PROVIDED RECORDS ▸
════════════════
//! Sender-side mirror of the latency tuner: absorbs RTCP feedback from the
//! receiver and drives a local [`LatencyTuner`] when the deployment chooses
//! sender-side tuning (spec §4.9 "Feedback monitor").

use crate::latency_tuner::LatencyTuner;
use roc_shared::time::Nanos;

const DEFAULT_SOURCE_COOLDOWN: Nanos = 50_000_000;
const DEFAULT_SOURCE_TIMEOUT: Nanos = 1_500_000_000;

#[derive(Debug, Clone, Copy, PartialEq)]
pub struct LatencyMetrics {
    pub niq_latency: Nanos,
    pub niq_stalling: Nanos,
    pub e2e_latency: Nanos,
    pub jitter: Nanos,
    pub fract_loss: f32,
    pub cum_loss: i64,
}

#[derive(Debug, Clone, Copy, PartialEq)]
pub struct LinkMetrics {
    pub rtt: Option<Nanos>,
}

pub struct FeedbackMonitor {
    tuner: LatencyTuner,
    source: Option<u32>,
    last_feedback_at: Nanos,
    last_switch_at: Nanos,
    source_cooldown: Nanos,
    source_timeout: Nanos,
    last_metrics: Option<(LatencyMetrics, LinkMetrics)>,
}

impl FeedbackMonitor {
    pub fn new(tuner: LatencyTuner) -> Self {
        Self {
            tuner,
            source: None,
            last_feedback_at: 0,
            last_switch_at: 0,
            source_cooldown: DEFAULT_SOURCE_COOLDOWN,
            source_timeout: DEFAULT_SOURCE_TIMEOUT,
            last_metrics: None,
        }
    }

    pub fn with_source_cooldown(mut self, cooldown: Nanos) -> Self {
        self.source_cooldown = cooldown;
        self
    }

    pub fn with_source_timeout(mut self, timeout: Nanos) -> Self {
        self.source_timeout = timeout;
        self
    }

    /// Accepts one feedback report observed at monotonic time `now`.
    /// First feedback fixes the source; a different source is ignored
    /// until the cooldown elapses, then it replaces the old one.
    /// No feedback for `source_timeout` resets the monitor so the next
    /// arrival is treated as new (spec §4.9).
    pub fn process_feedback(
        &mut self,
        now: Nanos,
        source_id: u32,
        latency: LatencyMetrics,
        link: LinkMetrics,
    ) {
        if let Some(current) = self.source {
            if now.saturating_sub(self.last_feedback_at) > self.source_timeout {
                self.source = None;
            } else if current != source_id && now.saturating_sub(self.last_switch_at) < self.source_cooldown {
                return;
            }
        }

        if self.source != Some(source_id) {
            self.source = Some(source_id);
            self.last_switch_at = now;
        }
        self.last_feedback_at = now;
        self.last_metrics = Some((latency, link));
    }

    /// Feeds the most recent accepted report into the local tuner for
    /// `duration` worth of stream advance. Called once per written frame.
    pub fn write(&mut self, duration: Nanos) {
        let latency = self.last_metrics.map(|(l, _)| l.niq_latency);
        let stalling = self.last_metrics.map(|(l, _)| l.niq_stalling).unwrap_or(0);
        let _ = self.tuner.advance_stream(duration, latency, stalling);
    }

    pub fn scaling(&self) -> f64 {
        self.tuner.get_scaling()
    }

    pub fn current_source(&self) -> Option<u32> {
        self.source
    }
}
════════════════
TASK DESCRIPTION ▸ The answer must consist of every line from the data that holds the string "Option".

RESULT OF THE TASK ▸
    pub rtt: Option<Nanos>,
    source: Option<u32>,
    last_metrics: Option<(LatencyMetrics, LinkMetrics)>,
    pub fn current_source(&self) -> Option<u32> {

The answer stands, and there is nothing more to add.